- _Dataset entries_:
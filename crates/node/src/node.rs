use crate::{Frame, NodeId, PageId, Style};
use serde::{Deserialize, Serialize};
use strum::{Display, EnumIter, EnumString};

/// The geometric primitive a shape draws.
#[derive(
    Clone, Copy, Debug, Default, PartialEq, Eq, Hash, Serialize, Deserialize, Display, EnumString, EnumIter,
)]
#[strum(ascii_case_insensitive)]
pub enum ShapeType {
    #[default]
    Rectangle,
    Oval,
    Triangle,
    Polygon,
    Star,
}

/// What a node is.
#[derive(Clone, Debug, PartialEq, Serialize, Deserialize)]
#[serde(tag = "kind", rename_all = "snake_case")]
pub enum NodeKind {
    /// A canvas region holding shapes.
    Artboard,
    /// A drawable primitive.
    Shape { shape_type: ShapeType, style: Style },
}

/// Where a node lives: directly on a page, or inside an artboard.
#[derive(Clone, Copy, Debug, PartialEq, Eq, Hash, Serialize, Deserialize)]
#[serde(tag = "kind", content = "id", rename_all = "snake_case")]
pub enum Container {
    Page(PageId),
    Artboard(NodeId),
}

impl From<PageId> for Container {
    fn from(id: PageId) -> Self {
        Self::Page(id)
    }
}

impl From<NodeId> for Container {
    fn from(id: NodeId) -> Self {
        Self::Artboard(id)
    }
}

/// An artboard or shape.
///
/// A `Node` is plain data. It becomes part of a document when it is
/// inserted into a container, which is the only way a node gets a parent.
#[derive(Clone, Debug, PartialEq, Serialize, Deserialize)]
pub struct Node {
    pub id: NodeId,
    #[serde(default, skip_serializing_if = "Option::is_none")]
    pub name: Option<String>,
    pub frame: Frame,
    #[serde(flatten)]
    pub kind: NodeKind,
}

impl Node {
    pub fn new(kind: NodeKind, frame: Frame) -> Self {
        Self {
            id: NodeId::new(),
            name: None,
            frame,
            kind,
        }
    }

    pub fn artboard(frame: Frame) -> Self {
        Self::new(NodeKind::Artboard, frame)
    }

    pub fn shape(shape_type: ShapeType, frame: Frame, style: Style) -> Self {
        Self::new(NodeKind::Shape { shape_type, style }, frame)
    }

    pub fn rectangle(frame: Frame, style: Style) -> Self {
        Self::shape(ShapeType::Rectangle, frame, style)
    }

    pub fn oval(frame: Frame, style: Style) -> Self {
        Self::shape(ShapeType::Oval, frame, style)
    }

    pub fn with_id(mut self, id: NodeId) -> Self {
        self.id = id;
        self
    }

    pub fn with_name(mut self, name: impl Into<String>) -> Self {
        self.name = Some(name.into());
        self
    }

    pub fn is_artboard(&self) -> bool {
        matches!(self.kind, NodeKind::Artboard)
    }

    pub fn shape_type(&self) -> Option<ShapeType> {
        match &self.kind {
            NodeKind::Shape { shape_type, .. } => Some(*shape_type),
            NodeKind::Artboard => None,
        }
    }

    pub fn style(&self) -> Option<&Style> {
        match &self.kind {
            NodeKind::Shape { style, .. } => Some(style),
            NodeKind::Artboard => None,
        }
    }

    /// The name shown for this node in layer lists.
    ///
    /// Unnamed nodes fall back to their kind, e.g. `Artboard` or `Oval`.
    pub fn display_name(&self) -> String {
        match (&self.name, &self.kind) {
            (Some(name), _) => name.clone(),
            (None, NodeKind::Artboard) => "Artboard".to_string(),
            (None, NodeKind::Shape { shape_type, .. }) => shape_type.to_string(),
        }
    }
}
//! Scene CLI - build, inspect and edit scene documents from the shell.
//!
//! Documents are read from and written to KDL files. Edits are JSON
//! commands and queries, the same messages `api::process_message` accepts.

mod tree;

use anyhow::{Context, Result};
use api::{execute_query, process_message, Query};
use clap::{Parser, Subcommand};
use log::LevelFilter;
use scene_graph::Document;
use script::BuiltinScript;
use std::io::{BufRead, Write};
use std::path::{Path, PathBuf};

/// Scene CLI - build and inspect scene documents
#[derive(Parser)]
#[command(name = "scene")]
#[command(about = "Command-line interface for scene documents")]
struct Cli {
    /// Increase log verbosity (-v info, -vv debug). RUST_LOG overrides.
    #[arg(short, long, action = clap::ArgAction::Count, global = true)]
    verbose: u8,

    #[command(subcommand)]
    command: Commands,
}

#[derive(Subcommand)]
enum Commands {
    /// Run a built-in script (first-draw, second-draw, another-script,
    /// selected-layers, pagebot-demo)
    Run {
        script: BuiltinScript,
        /// Document to run against (default: a new document)
        #[arg(short, long)]
        input: Option<PathBuf>,
        /// Where to save the result (default: print the tree)
        #[arg(short, long)]
        output: Option<PathBuf>,
    },

    /// Select layers by name and print the selected layers report
    Selection {
        file: PathBuf,
        /// Name of a layer to select (repeatable)
        #[arg(short, long = "select")]
        select: Vec<String>,
    },

    /// Apply a JSON command or query to a document
    Exec {
        file: PathBuf,
        /// JSON command to execute
        json: String,
        /// Where to save the result
        #[arg(short, long)]
        output: Option<PathBuf>,
    },

    /// Run a JSON query against a document
    Query {
        file: PathBuf,
        /// JSON query to execute
        json: String,
    },

    /// Print the layer tree of a document
    Tree { file: PathBuf },

    /// Start an interactive session reading JSON messages from stdin
    Session {
        /// Document to start from (default: a new document)
        file: Option<PathBuf>,
        /// Where `save` writes the document (default: FILE)
        #[arg(short, long)]
        output: Option<PathBuf>,
    },
}

fn main() -> Result<()> {
    let cli = Cli::parse();
    init_logging(cli.verbose);

    match cli.command {
        Commands::Run {
            script,
            input,
            output,
        } => run_script(script, input.as_deref(), output.as_deref()),
        Commands::Selection { file, select } => print_selection(&file, &select),
        Commands::Exec { file, json, output } => exec_message(&file, &json, output.as_deref()),
        Commands::Query { file, json } => run_query(&file, &json),
        Commands::Tree { file } => {
            let doc = load(&file)?;
            print!("{}", tree::render(&doc));
            Ok(())
        }
        Commands::Session { file, output } => session(file.as_deref(), output.or(file.clone())),
    }
}

fn init_logging(verbose: u8) {
    let level = match verbose {
        0 => LevelFilter::Warn,
        1 => LevelFilter::Info,
        _ => LevelFilter::Debug,
    };
    env_logger::builder()
        .filter_level(level)
        .parse_default_env()
        .init();
}

fn load(path: &Path) -> Result<Document> {
    interchange::load(path).with_context(|| format!("Failed to load {}", path.display()))
}

fn save(doc: &Document, path: &Path) -> Result<()> {
    interchange::save(doc, path).with_context(|| format!("Failed to save {}", path.display()))
}

fn load_or_new(path: Option<&Path>) -> Result<Document> {
    match path {
        Some(path) => load(path),
        None => Ok(Document::default()),
    }
}

/// Run a built-in script and save or print the result.
fn run_script(script: BuiltinScript, input: Option<&Path>, output: Option<&Path>) -> Result<()> {
    let mut doc = load_or_new(input)?;
    let lines = script
        .run(&mut doc)
        .with_context(|| format!("Script {} failed", script))?;
    for line in lines {
        println!("{}", line);
    }

    match output {
        Some(path) => save(&doc, path),
        None => {
            print!("{}", tree::render(&doc));
            Ok(())
        }
    }
}

/// Select layers by name, then report the selection.
fn print_selection(file: &Path, names: &[String]) -> Result<()> {
    let mut doc = load(file)?;
    for name in names {
        let ids = doc.find_by_name(name);
        if ids.is_empty() {
            anyhow::bail!("No layer named {:?} in {}", name, file.display());
        }
        doc.select(ids)?;
    }
    for line in script::selected_layers_report(&doc) {
        println!("{}", line);
    }
    Ok(())
}

/// Apply a single message and save the document if asked to.
fn exec_message(file: &Path, json: &str, output: Option<&Path>) -> Result<()> {
    let mut doc = load(file)?;
    print_response(&process_message(&mut doc, json))?;
    if let Some(path) = output {
        save(&doc, path)?;
    }
    Ok(())
}

/// Run a single query.
fn run_query(file: &Path, json: &str) -> Result<()> {
    let doc = load(file)?;
    let query: Query = serde_json::from_str(json).with_context(|| "Invalid query JSON")?;
    let result = execute_query(&doc, query);
    println!("{}", serde_json::to_string_pretty(&result)?);
    Ok(())
}

fn print_response(response: &str) -> Result<()> {
    // Pretty print the response
    if let Ok(value) = serde_json::from_str::<serde_json::Value>(response) {
        println!("{}", serde_json::to_string_pretty(&value)?);
    } else {
        println!("{}", response.trim());
    }
    Ok(())
}

/// Interactive session: one JSON message per line.
fn session(file: Option<&Path>, output: Option<PathBuf>) -> Result<()> {
    let mut doc = load_or_new(file)?;
    println!("Editing {:?}. Enter commands (JSON) or 'help' for usage. Ctrl+D to exit.\n", doc.name());

    let stdin = std::io::stdin();
    loop {
        print!("scene> ");
        std::io::stdout().flush()?;

        let mut input = String::new();
        if stdin.lock().read_line(&mut input)? == 0 {
            break;
        }

        let input = input.trim();
        if input.is_empty() {
            continue;
        }

        match input {
            "help" | "?" => print_help(),
            "quit" | "exit" => break,
            "tree" => print!("{}", tree::render(&doc)),
            "selection" => {
                for line in script::selected_layers_report(&doc) {
                    println!("{}", line);
                }
            }
            "pages" => {
                let query = Query::GetPages;
                print_response(&process_message(&mut doc, &serde_json::to_string(&query)?))?;
            }
            "count" => {
                let query = Query::GetNodeCount;
                print_response(&process_message(&mut doc, &serde_json::to_string(&query)?))?;
            }
            "save" => match &output {
                Some(path) => {
                    save(&doc, path)?;
                    println!("Saved {}", path.display());
                }
                None => println!("No file to save to. Start the session with --output FILE."),
            },
            _ => {
                if let Some(name) = input.strip_prefix("run ") {
                    match name.trim().parse::<BuiltinScript>() {
                        Ok(script) => match script.run(&mut doc) {
                            Ok(lines) => lines.iter().for_each(|line| println!("{}", line)),
                            Err(e) => println!("Script {} failed: {}", script, e),
                        },
                        Err(_) => println!("Unknown script {:?}", name.trim()),
                    }
                } else {
                    // Try to parse as command or query
                    print_response(&process_message(&mut doc, input))?;
                }
            }
        }
    }

    Ok(())
}

fn print_help() {
    println!("Scene CLI Interactive Mode");
    println!("==========================");
    println!();
    println!("Built-in commands:");
    println!("  tree        - Print the layer tree");
    println!("  selection   - Print the selected layers");
    println!("  pages       - List pages");
    println!("  count       - Get node count");
    println!("  run SCRIPT  - Run a built-in script");
    println!("  save        - Save to the output file");
    println!("  help, ?     - Show this help");
    println!("  quit, exit  - Exit interactive mode");
    println!();
    println!("JSON Commands (examples):");
    println!("  {{\"type\": \"create_artboard\", \"frame\": {{\"x\": 0, \"y\": 0, \"width\": 400, \"height\": 400}}}}");
    println!("  {{\"type\": \"create_shape\", \"shape_type\": \"Oval\", \"frame\": {{\"x\": 253, \"y\": 213, \"width\": 122, \"height\": 122}}, \"fills\": [\"#FF0000\"]}}");
    println!("  {{\"type\": \"select\", \"target\": {{\"query\": {{\"by_name\": \"square1\"}}}}}}");
    println!("  {{\"type\": \"move\", \"target\": \"selection\", \"delta\": [10, 0]}}");
    println!("  {{\"type\": \"delete\", \"target\": \"selection\"}}");
    println!();
    println!("JSON Queries:");
    println!("  {{\"type\": \"get_selection\"}}");
    println!("  {{\"type\": \"get_selected_layers\"}}");
    println!("  {{\"type\": \"get_children\"}}");
    println!("  {{\"type\": \"get_bounds\"}}");
}
//! The current selection.
//!
//! Marking nodes as selected is done on [`Document`] (the equivalent of a
//! user clicking layers in a design tool). Reading the selection goes
//! through [`Selection`], a read-only view that can be enumerated as often
//! as needed.

use crate::{Document, Result, SceneError};
use node::{Container, Node, NodeId};

pub const NO_LAYERS_SELECTED: &str = "No layers are selected.";
pub const SELECTED_LAYERS_HEADER: &str = "Selected layers:";

impl Document {
    /// Read-only view of the selected nodes, in marking order.
    pub fn selection(&self) -> Selection<'_> {
        Selection {
            document: self,
            ids: &self.selection,
        }
    }

    pub fn is_selected(&self, id: NodeId) -> bool {
        self.selection.contains(&id)
    }

    /// Marks nodes as selected, after anything already selected.
    ///
    /// Nodes that are already selected keep their position. If any id is
    /// unknown nothing is marked.
    pub fn select(&mut self, ids: impl IntoIterator<Item = NodeId>) -> Result<()> {
        let ids: Vec<NodeId> = ids.into_iter().collect();
        if let Some(missing) = ids.iter().find(|id| !self.contains(**id)) {
            return Err(SceneError::NodeNotFound(*missing));
        }
        for id in ids {
            if !self.selection.contains(&id) {
                self.selection.push(id);
            }
        }
        Ok(())
    }

    /// Replaces the selection.
    pub fn set_selection(&mut self, ids: impl IntoIterator<Item = NodeId>) -> Result<()> {
        let previous = std::mem::take(&mut self.selection);
        if let Err(err) = self.select(ids) {
            self.selection = previous;
            return Err(err);
        }
        Ok(())
    }

    /// Unmarks a node. Returns whether it was selected.
    pub fn deselect(&mut self, id: NodeId) -> bool {
        let before = self.selection.len();
        self.selection.retain(|selected| *selected != id);
        self.selection.len() != before
    }

    pub fn clear_selection(&mut self) {
        self.selection.clear();
    }

    /// Selects every top-level node of the selected page.
    pub fn select_all(&mut self) -> Result<()> {
        let page = self.selected_page_id()?;
        let ids = self.children(Container::Page(page))?.to_vec();
        self.set_selection(ids)
    }
}

/// Read-only view over the selected nodes.
///
/// The view is `Copy`; every call to [`Selection::iter`] starts a fresh
/// enumeration in marking order.
#[derive(Clone, Copy)]
pub struct Selection<'a> {
    document: &'a Document,
    ids: &'a [NodeId],
}

impl<'a> Selection<'a> {
    pub fn count(&self) -> usize {
        self.ids.len()
    }

    pub fn is_empty(&self) -> bool {
        self.ids.is_empty()
    }

    pub fn ids(&self) -> &'a [NodeId] {
        self.ids
    }

    pub fn get(&self, index: usize) -> Option<&'a Node> {
        self.ids.get(index).and_then(|id| self.document.node(*id))
    }

    pub fn iter(&self) -> SelectionIter<'a> {
        SelectionIter {
            document: self.document,
            ids: self.ids.iter(),
        }
    }

    /// Calls `f` with the 0-based index and node of every selected node.
    pub fn for_each(&self, mut f: impl FnMut(usize, &'a Node)) {
        for (index, node) in self.iter().enumerate() {
            f(index, node);
        }
    }

    /// Display names of the selected nodes.
    pub fn names(&self) -> Vec<String> {
        self.iter().map(Node::display_name).collect()
    }

    /// The "Selected layers" listing: a header followed by one numbered
    /// line per node, or a single line saying nothing is selected.
    pub fn report_lines(&self) -> Vec<String> {
        if self.is_empty() {
            return vec![NO_LAYERS_SELECTED.to_string()];
        }
        let mut lines = Vec::with_capacity(self.count() + 1);
        lines.push(SELECTED_LAYERS_HEADER.to_string());
        self.for_each(|index, node| lines.push(format!("{}. {}", index + 1, node.display_name())));
        lines
    }

    /// Fails with [`SceneError::EmptySelection`] when nothing is selected.
    pub fn ensure_non_empty(&self) -> Result<()> {
        if self.is_empty() {
            Err(SceneError::EmptySelection)
        } else {
            Ok(())
        }
    }
}

impl std::fmt::Debug for Selection<'_> {
    fn fmt(&self, f: &mut std::fmt::Formatter<'_>) -> std::fmt::Result {
        f.debug_list().entries(self.ids).finish()
    }
}

impl<'a> IntoIterator for Selection<'a> {
    type Item = &'a Node;
    type IntoIter = SelectionIter<'a>;

    fn into_iter(self) -> Self::IntoIter {
        self.iter()
    }
}

/// Iterator over selected nodes in marking order.
pub struct SelectionIter<'a> {
    document: &'a Document,
    ids: std::slice::Iter<'a, NodeId>,
}

impl<'a> Iterator for SelectionIter<'a> {
    type Item = &'a Node;

    fn next(&mut self) -> Option<Self::Item> {
        // Destroyed nodes are dropped from the selection, so every id resolves.
        self.ids.next().and_then(|id| self.document.node(*id))
    }

    fn size_hint(&self) -> (usize, Option<usize>) {
        self.ids.size_hint()
    }
}

impl ExactSizeIterator for SelectionIter<'_> {}

#[cfg(test)]
mod tests {
    use super::*;
    use node::{Frame, ShapeType, Style};

    fn document_with_shapes(names: &[&str]) -> (Document, Vec<NodeId>) {
        let mut doc = Document::new("Test");
        let page = doc.selected_page_id().unwrap();
        let ids = names
            .iter()
            .map(|name| {
                let shape = Node::shape(
                    ShapeType::Rectangle,
                    Frame::new(0.0, 0.0, 10.0, 10.0).unwrap(),
                    Style::default(),
                )
                .with_name(*name);
                doc.insert(page, shape).unwrap()
            })
            .collect();
        (doc, ids)
    }

    #[test]
    fn empty_selection_enumerates_nothing() {
        let (doc, _) = document_with_shapes(&["A"]);
        let selection = doc.selection();
        assert!(selection.is_empty());
        assert_eq!(selection.count(), 0);

        let mut calls = 0;
        selection.for_each(|_, _| calls += 1);
        assert_eq!(calls, 0);
        assert_eq!(selection.ensure_non_empty(), Err(SceneError::EmptySelection));
    }

    #[test]
    fn enumeration_follows_marking_order() {
        let (mut doc, ids) = document_with_shapes(&["A", "B", "C"]);
        doc.select([ids[2], ids[0]]).unwrap();
        doc.select([ids[1], ids[2]]).unwrap();

        let mut seen = Vec::new();
        doc.selection().for_each(|index, node| seen.push((index, node.display_name())));
        assert_eq!(
            seen,
            vec![(0, "C".to_string()), (1, "A".to_string()), (2, "B".to_string())]
        );
    }

    #[test]
    fn enumeration_is_restartable() {
        let (mut doc, ids) = document_with_shapes(&["A", "B"]);
        doc.select(ids.clone()).unwrap();
        let selection = doc.selection();
        assert_eq!(selection.names(), vec!["A", "B"]);
        assert_eq!(selection.names(), vec!["A", "B"]);
        assert_eq!(selection.iter().len(), 2);
        assert_eq!(selection.get(1).unwrap().id, ids[1]);
    }

    #[test]
    fn report_lines_number_from_one() {
        let (mut doc, ids) = document_with_shapes(&["A", "B"]);
        assert_eq!(doc.selection().report_lines(), vec!["No layers are selected."]);

        doc.select(ids).unwrap();
        assert_eq!(
            doc.selection().report_lines(),
            vec!["Selected layers:", "1. A", "2. B"]
        );
    }

    #[test]
    fn selecting_unknown_node_marks_nothing() {
        let (mut doc, ids) = document_with_shapes(&["A"]);
        let missing = NodeId::from_u128(99);
        assert_eq!(doc.select([ids[0], missing]), Err(SceneError::NodeNotFound(missing)));
        assert!(doc.selection().is_empty());

        doc.select([ids[0]]).unwrap();
        assert!(doc.set_selection([missing]).is_err());
        assert_eq!(doc.selection().ids(), &[ids[0]]);
    }

    #[test]
    fn destroyed_nodes_leave_the_selection() {
        let (mut doc, ids) = document_with_shapes(&["A", "B"]);
        doc.select(ids.clone()).unwrap();
        doc.remove(ids[0]).unwrap();
        assert_eq!(doc.selection().ids(), &[ids[1]]);

        let page = doc.selected_page_id().unwrap();
        doc.clear_children(page).unwrap();
        assert!(doc.selection().is_empty());
    }

    #[test]
    fn select_all_takes_top_level_nodes() {
        let (mut doc, ids) = document_with_shapes(&["A", "B"]);
        doc.select_all().unwrap();
        assert_eq!(doc.selection().ids(), ids.as_slice());
        assert!(doc.deselect(ids[0]));
        assert!(!doc.deselect(ids[0]));
        doc.clear_selection();
        assert!(doc.selection().is_empty());
    }
}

- _REQUIRED WORK_: Go through the records above and copy every line holding the word "that".

- _ANSWER AREA_:
//! through [`Selection`], a read-only view that can be enumerated as often
    /// Nodes that are already selected keep their position. If any id is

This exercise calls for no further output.